_Work instructions_
Every line of the material that includes the word "demo" is to be shown.

⁂

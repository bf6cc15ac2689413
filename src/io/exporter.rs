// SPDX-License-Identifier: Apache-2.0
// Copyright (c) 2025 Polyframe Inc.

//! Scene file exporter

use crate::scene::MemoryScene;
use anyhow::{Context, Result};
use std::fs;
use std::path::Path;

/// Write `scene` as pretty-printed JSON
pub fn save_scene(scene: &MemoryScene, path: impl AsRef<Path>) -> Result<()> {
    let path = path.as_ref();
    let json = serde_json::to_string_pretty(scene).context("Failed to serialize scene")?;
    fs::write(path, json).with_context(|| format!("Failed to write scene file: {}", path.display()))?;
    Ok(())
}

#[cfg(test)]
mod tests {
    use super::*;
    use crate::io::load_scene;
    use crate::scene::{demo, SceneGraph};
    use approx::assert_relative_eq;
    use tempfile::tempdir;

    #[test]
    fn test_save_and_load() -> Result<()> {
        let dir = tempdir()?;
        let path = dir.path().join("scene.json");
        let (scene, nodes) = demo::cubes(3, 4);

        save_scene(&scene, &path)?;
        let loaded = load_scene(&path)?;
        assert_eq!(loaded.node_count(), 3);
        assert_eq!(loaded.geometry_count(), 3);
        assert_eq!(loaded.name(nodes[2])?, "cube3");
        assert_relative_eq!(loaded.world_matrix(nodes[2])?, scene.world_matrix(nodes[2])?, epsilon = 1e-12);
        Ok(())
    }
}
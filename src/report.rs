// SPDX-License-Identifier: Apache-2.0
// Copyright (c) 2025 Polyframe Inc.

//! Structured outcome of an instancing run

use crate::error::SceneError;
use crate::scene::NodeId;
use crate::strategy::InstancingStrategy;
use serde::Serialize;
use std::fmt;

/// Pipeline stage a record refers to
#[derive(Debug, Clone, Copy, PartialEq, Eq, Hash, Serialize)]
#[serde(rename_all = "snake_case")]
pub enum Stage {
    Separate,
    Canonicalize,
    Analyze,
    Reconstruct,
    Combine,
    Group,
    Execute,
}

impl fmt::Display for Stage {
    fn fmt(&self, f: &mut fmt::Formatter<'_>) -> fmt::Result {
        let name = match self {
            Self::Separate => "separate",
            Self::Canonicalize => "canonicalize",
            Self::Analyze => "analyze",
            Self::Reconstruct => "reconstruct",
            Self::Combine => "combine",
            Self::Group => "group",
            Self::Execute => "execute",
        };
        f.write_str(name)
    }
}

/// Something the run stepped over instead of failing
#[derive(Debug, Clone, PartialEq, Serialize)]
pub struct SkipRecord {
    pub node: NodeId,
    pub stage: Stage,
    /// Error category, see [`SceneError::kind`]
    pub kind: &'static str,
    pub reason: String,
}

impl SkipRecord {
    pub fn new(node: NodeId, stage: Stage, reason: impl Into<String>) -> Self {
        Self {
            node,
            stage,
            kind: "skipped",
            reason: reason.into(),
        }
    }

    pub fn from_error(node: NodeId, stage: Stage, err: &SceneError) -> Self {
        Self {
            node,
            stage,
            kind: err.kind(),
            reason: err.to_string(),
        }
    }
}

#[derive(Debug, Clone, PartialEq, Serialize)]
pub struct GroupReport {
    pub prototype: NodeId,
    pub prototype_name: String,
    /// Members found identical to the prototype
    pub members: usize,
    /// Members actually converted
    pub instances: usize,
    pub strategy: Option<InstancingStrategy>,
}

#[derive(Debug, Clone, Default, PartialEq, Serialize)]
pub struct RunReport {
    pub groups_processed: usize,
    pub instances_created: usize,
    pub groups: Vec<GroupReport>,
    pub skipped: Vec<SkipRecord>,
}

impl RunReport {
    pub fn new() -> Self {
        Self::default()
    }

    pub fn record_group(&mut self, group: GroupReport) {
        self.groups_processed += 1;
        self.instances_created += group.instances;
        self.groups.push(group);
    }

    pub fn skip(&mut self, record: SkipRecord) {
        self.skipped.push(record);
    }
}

⁂

_Written response_
    use crate::scene::{demo, SceneGraph};
        let (scene, nodes) = demo::cubes(3, 4);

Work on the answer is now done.